> [What to work on]:
Only these lines are needed: the first line of the entries below through the line with "use std::collections::HashMap;", each returned exactly.

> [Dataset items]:
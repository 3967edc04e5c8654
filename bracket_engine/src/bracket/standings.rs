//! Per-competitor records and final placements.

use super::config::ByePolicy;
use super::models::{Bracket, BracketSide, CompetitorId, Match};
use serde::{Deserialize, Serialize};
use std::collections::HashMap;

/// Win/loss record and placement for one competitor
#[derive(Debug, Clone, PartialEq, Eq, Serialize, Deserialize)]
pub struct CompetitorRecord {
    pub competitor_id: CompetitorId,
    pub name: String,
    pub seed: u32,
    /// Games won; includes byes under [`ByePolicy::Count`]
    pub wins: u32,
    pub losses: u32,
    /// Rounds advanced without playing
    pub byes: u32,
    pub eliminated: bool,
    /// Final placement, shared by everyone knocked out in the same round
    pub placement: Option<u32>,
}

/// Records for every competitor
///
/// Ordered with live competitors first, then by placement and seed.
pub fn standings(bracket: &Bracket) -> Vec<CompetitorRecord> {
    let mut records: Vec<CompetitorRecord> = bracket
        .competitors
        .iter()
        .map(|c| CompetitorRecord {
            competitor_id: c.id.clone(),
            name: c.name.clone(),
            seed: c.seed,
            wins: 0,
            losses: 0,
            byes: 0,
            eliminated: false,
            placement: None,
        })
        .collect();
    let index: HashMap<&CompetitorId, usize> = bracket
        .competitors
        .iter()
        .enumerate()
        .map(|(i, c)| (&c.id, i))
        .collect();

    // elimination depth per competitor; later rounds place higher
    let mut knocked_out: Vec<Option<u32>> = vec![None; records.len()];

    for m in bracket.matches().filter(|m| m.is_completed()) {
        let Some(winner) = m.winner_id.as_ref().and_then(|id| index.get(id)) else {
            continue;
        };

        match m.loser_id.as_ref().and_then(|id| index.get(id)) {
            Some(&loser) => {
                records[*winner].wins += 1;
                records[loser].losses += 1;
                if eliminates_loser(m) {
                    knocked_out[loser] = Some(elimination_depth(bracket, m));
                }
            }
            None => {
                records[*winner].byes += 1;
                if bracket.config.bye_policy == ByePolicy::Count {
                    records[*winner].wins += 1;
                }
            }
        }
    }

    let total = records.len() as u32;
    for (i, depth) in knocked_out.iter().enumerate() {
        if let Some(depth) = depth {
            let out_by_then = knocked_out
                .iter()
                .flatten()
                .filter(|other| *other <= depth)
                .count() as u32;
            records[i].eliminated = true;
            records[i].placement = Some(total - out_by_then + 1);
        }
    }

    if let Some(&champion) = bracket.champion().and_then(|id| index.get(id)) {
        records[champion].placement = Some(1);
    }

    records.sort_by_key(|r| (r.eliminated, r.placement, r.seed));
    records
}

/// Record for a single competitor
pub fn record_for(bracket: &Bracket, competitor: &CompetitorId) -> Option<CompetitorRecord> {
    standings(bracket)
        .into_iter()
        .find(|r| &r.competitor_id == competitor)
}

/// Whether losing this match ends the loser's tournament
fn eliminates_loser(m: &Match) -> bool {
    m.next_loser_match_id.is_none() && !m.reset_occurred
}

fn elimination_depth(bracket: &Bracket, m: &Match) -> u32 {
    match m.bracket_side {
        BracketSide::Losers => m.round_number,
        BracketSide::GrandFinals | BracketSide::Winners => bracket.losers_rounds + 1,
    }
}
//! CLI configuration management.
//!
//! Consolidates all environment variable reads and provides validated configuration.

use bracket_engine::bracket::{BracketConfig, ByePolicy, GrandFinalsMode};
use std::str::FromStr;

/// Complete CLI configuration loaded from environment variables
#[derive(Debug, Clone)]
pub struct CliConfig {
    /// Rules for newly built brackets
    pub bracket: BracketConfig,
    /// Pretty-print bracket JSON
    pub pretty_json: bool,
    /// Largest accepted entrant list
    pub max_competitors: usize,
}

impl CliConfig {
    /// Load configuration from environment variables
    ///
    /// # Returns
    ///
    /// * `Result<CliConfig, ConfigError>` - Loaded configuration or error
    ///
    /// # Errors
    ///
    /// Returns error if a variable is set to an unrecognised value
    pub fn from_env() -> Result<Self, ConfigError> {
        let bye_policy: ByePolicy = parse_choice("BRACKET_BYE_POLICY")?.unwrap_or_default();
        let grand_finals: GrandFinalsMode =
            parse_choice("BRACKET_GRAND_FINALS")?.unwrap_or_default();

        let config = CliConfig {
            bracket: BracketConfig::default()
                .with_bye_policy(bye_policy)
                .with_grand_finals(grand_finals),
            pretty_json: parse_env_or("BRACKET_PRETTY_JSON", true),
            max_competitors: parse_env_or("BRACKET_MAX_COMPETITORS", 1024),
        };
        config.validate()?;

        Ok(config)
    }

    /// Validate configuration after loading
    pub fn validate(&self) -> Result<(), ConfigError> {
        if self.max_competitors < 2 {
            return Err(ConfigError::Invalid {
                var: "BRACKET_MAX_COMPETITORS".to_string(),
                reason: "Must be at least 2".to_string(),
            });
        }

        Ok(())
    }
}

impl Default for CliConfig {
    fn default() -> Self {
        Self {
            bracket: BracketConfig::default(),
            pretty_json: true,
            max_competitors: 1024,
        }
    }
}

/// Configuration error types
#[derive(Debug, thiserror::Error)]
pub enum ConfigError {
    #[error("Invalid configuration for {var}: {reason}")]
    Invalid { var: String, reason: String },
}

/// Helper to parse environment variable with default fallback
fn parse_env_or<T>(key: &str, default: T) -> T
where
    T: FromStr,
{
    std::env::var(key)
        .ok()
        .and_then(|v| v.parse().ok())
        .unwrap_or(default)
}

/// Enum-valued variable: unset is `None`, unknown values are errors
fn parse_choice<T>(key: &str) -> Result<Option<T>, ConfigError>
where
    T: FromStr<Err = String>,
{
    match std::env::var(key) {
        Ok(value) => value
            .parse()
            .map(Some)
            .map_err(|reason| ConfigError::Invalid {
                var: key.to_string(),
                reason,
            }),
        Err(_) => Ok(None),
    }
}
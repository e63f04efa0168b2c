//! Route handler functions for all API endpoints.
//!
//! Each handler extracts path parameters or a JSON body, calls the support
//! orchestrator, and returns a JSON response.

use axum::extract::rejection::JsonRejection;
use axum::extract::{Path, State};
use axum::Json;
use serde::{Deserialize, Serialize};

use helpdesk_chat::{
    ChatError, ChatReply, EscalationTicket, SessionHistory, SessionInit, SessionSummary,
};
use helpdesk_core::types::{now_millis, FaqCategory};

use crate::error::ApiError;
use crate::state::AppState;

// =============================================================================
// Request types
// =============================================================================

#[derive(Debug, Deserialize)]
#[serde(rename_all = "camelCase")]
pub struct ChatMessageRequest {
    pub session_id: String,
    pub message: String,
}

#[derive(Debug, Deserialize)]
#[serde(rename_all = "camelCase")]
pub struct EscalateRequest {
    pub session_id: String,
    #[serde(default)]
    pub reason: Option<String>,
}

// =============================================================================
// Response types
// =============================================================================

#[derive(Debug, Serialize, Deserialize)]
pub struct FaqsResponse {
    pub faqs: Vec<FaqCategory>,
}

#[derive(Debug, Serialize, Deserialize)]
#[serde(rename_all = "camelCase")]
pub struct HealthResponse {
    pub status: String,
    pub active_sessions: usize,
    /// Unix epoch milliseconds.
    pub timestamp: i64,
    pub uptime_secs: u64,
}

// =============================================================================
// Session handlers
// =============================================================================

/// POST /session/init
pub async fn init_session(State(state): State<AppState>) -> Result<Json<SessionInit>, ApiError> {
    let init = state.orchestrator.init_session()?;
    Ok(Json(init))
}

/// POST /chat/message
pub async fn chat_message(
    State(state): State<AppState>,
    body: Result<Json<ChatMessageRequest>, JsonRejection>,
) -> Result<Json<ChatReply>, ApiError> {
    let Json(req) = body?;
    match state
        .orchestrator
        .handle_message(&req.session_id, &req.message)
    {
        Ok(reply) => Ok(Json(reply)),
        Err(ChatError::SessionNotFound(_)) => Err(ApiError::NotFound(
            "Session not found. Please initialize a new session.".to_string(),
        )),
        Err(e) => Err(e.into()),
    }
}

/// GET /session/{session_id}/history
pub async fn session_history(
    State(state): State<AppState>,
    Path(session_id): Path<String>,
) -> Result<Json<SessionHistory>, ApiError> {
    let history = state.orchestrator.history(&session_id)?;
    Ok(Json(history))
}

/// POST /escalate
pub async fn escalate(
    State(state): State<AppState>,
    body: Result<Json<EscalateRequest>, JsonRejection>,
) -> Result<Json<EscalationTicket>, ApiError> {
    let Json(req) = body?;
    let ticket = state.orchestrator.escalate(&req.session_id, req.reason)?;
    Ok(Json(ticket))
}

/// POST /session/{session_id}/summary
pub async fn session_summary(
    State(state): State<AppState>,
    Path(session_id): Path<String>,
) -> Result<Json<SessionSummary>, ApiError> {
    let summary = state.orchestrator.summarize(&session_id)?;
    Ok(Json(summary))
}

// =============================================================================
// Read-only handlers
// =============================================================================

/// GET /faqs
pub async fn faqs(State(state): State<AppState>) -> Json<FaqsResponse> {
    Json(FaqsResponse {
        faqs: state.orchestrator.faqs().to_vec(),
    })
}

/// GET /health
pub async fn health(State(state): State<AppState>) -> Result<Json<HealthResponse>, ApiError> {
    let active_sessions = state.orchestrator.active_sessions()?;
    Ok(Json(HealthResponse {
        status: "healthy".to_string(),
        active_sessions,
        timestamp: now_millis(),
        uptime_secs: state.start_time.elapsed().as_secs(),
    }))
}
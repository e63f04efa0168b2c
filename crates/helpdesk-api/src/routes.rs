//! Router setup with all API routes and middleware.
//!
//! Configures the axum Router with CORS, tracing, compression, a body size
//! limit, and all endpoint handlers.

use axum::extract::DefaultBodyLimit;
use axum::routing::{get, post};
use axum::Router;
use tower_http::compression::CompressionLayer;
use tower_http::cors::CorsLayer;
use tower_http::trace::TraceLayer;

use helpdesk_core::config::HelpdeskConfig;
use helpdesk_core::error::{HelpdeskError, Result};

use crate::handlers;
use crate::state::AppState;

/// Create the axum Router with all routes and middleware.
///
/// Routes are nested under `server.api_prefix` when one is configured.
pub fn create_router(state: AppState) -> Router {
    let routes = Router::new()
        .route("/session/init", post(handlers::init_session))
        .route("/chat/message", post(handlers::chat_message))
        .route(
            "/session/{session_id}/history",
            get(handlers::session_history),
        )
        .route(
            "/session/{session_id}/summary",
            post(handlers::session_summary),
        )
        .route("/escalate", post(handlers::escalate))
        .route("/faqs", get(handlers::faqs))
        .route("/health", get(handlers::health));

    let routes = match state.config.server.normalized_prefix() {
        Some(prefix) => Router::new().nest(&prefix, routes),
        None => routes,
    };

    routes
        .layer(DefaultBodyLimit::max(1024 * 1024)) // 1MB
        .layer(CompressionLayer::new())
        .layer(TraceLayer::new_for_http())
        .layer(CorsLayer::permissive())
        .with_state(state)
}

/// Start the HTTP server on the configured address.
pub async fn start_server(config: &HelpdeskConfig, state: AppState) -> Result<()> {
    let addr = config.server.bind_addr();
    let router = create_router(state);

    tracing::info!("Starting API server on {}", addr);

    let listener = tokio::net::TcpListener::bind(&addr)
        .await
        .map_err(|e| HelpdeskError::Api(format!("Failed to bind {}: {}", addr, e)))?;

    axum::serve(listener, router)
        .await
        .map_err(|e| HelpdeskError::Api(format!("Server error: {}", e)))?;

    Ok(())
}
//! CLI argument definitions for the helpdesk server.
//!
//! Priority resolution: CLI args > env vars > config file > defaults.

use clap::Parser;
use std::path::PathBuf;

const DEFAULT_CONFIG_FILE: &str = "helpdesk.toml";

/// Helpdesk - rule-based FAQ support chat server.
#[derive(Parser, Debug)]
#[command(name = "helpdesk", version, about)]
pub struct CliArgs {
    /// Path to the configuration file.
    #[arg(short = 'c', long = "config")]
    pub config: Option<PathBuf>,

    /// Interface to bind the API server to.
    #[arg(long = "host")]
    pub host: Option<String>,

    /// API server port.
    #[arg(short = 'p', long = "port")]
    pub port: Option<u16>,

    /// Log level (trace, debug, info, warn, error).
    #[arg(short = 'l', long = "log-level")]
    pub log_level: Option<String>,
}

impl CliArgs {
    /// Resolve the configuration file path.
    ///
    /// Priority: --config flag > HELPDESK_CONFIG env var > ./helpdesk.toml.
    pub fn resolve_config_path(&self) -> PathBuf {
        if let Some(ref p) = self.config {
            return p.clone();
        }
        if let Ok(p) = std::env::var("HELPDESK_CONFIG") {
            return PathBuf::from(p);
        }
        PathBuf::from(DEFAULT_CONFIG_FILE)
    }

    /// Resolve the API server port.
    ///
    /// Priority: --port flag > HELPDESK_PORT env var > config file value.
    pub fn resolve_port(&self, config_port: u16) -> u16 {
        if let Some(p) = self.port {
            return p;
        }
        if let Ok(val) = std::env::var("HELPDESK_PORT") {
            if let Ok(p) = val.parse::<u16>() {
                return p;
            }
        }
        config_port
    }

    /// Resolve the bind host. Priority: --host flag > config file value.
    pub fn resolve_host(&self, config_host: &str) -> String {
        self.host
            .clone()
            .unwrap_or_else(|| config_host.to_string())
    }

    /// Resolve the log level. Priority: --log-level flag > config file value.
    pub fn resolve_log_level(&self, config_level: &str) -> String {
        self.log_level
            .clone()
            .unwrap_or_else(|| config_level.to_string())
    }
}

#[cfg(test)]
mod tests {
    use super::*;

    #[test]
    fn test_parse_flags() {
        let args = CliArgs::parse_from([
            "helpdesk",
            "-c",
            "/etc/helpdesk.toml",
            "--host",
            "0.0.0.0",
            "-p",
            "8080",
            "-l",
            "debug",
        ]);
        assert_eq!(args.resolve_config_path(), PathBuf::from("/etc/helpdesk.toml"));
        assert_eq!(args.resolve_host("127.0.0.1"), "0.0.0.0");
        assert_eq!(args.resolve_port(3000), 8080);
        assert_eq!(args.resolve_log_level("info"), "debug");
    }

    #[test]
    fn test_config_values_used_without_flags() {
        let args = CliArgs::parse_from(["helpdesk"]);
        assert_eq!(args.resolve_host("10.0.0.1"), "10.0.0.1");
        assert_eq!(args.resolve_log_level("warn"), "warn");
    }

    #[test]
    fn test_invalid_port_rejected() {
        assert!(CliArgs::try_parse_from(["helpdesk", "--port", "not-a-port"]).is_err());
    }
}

> [The answer]:
repository 3967edc04e5c8654
filename bracket_engine/src/bracket/standings.rs
//! Per-competitor records and final placements.

use super::config::ByePolicy;
use super::models::{Bracket, BracketSide, CompetitorId, Match};
use serde::{Deserialize, Serialize};
use std::collections::HashMap;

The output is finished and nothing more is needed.